Growing homophilic networks are natural navigable small worlds

TL;DR

This paper demonstrates that simple local rules involving network growth and homophily can produce navigable small-world networks, explaining how real-life networks like brain neural networks achieve efficient navigation.

Contribution

It introduces a minimal model combining growth and homophily that generates hierarchical, self-similar navigable networks with realistic degree distributions and scalability properties.

Findings

Hierarchical self-similar networks are navigable with local information.

Adding preferential attachment shortens paths but increases complexity.

Saturation of attachment balances network navigability and complexity.

Abstract

Navigability, an ability to find a logarithmically short path between elements using only local information, is one of the most fascinating properties of real-life networks. However, the exact mechanism responsible for the formation of navigation properties remained unknown.
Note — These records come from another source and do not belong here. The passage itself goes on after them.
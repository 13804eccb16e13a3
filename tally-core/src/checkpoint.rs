use std::collections::{BTreeMap, HashSet};

use chrono::{DateTime, Utc};
use serde::{Deserialize, Serialize};

use crate::event::{Offset, PartitionId, Watermark, WATERMARK_MIN};
use crate::{Error, Result};

/// Identifier of a checkpoint; strictly increasing over the lifetime of a job.
pub type CheckpointId = u64;

/// Serialized state of one open accumulator.
#[derive(Debug, Clone, Serialize, Deserialize, PartialEq)]
pub struct AccumulatorSnapshot {
    pub key: String,
    pub window_start: i64,
    pub window_end: i64,
    pub value: serde_json::Value,
}

/// A globally consistent cut of the pipeline: where every partition should resume
/// reading, the watermark each partition had published, and every open accumulator.
#[derive(Debug, Clone, Serialize, Deserialize, PartialEq)]
pub struct Checkpoint {
    #[serde(rename = "checkpoint_id")]
    pub id: CheckpointId,
    pub created_at: DateTime<Utc>,
    /// Next offset to read, per partition.
    pub partition_offsets: BTreeMap<PartitionId, Offset>,
    pub watermarks: BTreeMap<PartitionId, Watermark>,
    pub accumulators: Vec<AccumulatorSnapshot>,
}

impl Checkpoint {
    pub fn new(id: CheckpointId) -> Self {
        Self {
            id,
            created_at: Utc::now(),
            partition_offsets: BTreeMap::new(),
            watermarks: BTreeMap::new(),
            accumulators: Vec::new(),
        }
    }

    /// Minimum watermark across all recorded partitions.
    pub fn global_watermark(&self) -> i64 {
        self.watermarks
            .values()
            .map(|w| w.timestamp)
            .min()
            .unwrap_or(WATERMARK_MIN)
    }

    /// Checks that this checkpoint can be restored into a pipeline with
    /// `partitions` partitions and tumbling windows of `window_size_ms`.
    ///
    /// Any violation is reported as [`Error::StateCorruption`]; resuming from such a
    /// snapshot would silently under- or over-count.
    pub fn validate(&self, partitions: u32, window_size_ms: i64) -> Result<()> {
        let corrupt = |reason: String| Error::StateCorruption {
            checkpoint: Some(self.id),
            reason,
        };

        for p in 0..partitions {
            if !self.partition_offsets.contains_key(&p) {
                return Err(corrupt(format!("missing offset for partition {p}")));
            }
            match self.watermarks.get(&p) {
                None => return Err(corrupt(format!("missing watermark for partition {p}"))),
                Some(wm) if wm.partition != p => {
                    return Err(corrupt(format!(
                        "watermark stored under partition {p} belongs to partition {}",
                        wm.partition
                    )))
                }
                Some(_) => {}
            }
        }
        if let Some(p) = self
            .partition_offsets
            .keys()
            .chain(self.watermarks.keys())
            .find(|p| **p >= partitions)
        {
            return Err(corrupt(format!(
                "partition {p} recorded but the pipeline has {partitions} partitions"
            )));
        }

        if window_size_ms <= 0 {
            return Err(Error::Config(format!("window size must be positive, got {window_size_ms}")));
        }
        let global = self.global_watermark();
        let mut seen = HashSet::with_capacity(self.accumulators.len());
        for acc in &self.accumulators {
            // same window the assigner produces for its start, including the saturated end near i64::MAX
            if acc.window_start.rem_euclid(window_size_ms) != 0
                || acc.window_end != acc.window_start.saturating_add(window_size_ms)
            {
                return Err(corrupt(format!(
                    "accumulator for key {:?} has window [{}, {}) which is not aligned to size {window_size_ms}",
                    acc.key, acc.window_start, acc.window_end
                )));
            }
            if acc.window_end <= global {
                return Err(corrupt(format!(
                    "accumulator for key {:?} window [{}, {}) should already have been emitted at watermark {global}",
                    acc.key, acc.window_start, acc.window_end
                )));
            }
            if !seen.insert((acc.key.as_str(), acc.window_start)) {
                return Err(corrupt(format!(
                    "duplicate accumulator for key {:?} window [{}, {})",
                    acc.key, acc.window_start, acc.window_end
                )));
            }
        }
        Ok(())
    }
}

#[cfg(test)]
mod tests {
    use super::*;

    fn sample() -> Checkpoint {
        let mut cp = Checkpoint::new(7);
        cp.created_at = DateTime::<Utc>::from_timestamp(1_700_000_000, 0).unwrap();
        for p in 0..2 {
            cp.partition_offsets.insert(p, 2);
            cp.watermarks.insert(p, Watermark::new(p, 899));
        }
        cp.accumulators.push(AccumulatorSnapshot {
            key: "A".into(),
            window_start: 0,
            window_end: 2000,
            value: serde_json::json!(2),
        });
        cp
    }

    #[test]
    fn checkpoint_json_uses_persisted_field_names() {
        let cp = sample();
        let v = serde_json::to_value(&cp).unwrap();
        assert_eq!(v["checkpoint_id"], serde_json::json!(7));
        assert!(v.get("created_at").is_some());
        assert_eq!(v["partition_offsets"]["1"], serde_json::json!(2));
        let back: Checkpoint = serde_json::from_value(v).unwrap();
        assert_eq!(back, cp);
    }

    #[test]
    fn valid_checkpoint_passes() {
        sample().validate(2, 2000).unwrap();
    }

    #[test]
    fn missing_partition_is_corruption() {
        let cp = sample();
        let err = cp.validate(3, 2000).unwrap_err();
        assert!(matches!(err, Error::StateCorruption { checkpoint: Some(7), .. }));
    }

    #[test]
    fn misaligned_window_is_corruption() {
        let mut cp = sample();
        cp.accumulators[0].window_start = 100;
        cp.accumulators[0].window_end = 2100;
        assert!(cp.validate(2, 2000).is_err());
    }

    #[test]
    fn extreme_window_bounds_are_corruption() {
        let mut cp = sample();
        cp.accumulators[0].window_start = i64::MIN;
        cp.accumulators[0].window_end = 1;
        let err = cp.validate(2, 2000).unwrap_err();
        assert!(matches!(err, Error::StateCorruption { checkpoint: Some(7), .. }));

        cp.accumulators[0].window_start = 0;
        cp.accumulators[0].window_end = i64::MIN;
        assert!(matches!(cp.validate(2, 2000), Err(Error::StateCorruption { .. })));
    }

    #[test]
    fn last_window_before_end_of_time_is_valid() {
        let mut cp = sample();
        let start = i64::MAX.div_euclid(2000) * 2000;
        cp.accumulators[0].window_start = start;
        cp.accumulators[0].window_end = i64::MAX;
        cp.validate(2, 2000).unwrap();
    }

    #[test]
    fn duplicate_accumulator_is_corruption() {
        let mut cp = sample();
        let dup = cp.accumulators[0].clone();
        cp.accumulators.push(dup);
        assert!(cp.validate(2, 2000).is_err());
    }

    #[test]
    fn window_behind_watermark_is_corruption() {
        let mut cp = sample();
        for wm in cp.watermarks.values_mut() {
            wm.timestamp = 2500;
        }
        assert!(cp.validate(2, 2000).is_err());
    }
}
We show that navigability can be achieved by using only two ingredients present in the majority of networks: network growth and local homophily, giving a persuasive answer how the navigation appears in real-life networks. A very simple algorithm produces hierarchical self-similar optimally wired navigable small world networks with exponential degree distribution by using only local information. Adding preferential attachment produces a scale-free network which has shorter greedy paths, but worse (power law) scaling of the information extraction locality (algorithmic complexity of a search). Introducing saturation of the preferential attachment leads to truncated scale-free degree distribution that offers a good tradeoff between these parameters and can be useful for practical applications. Several features of the model are observed in real-life networks, in particular in the brain neural networks, supporting the earlier suggestions that they are navigable.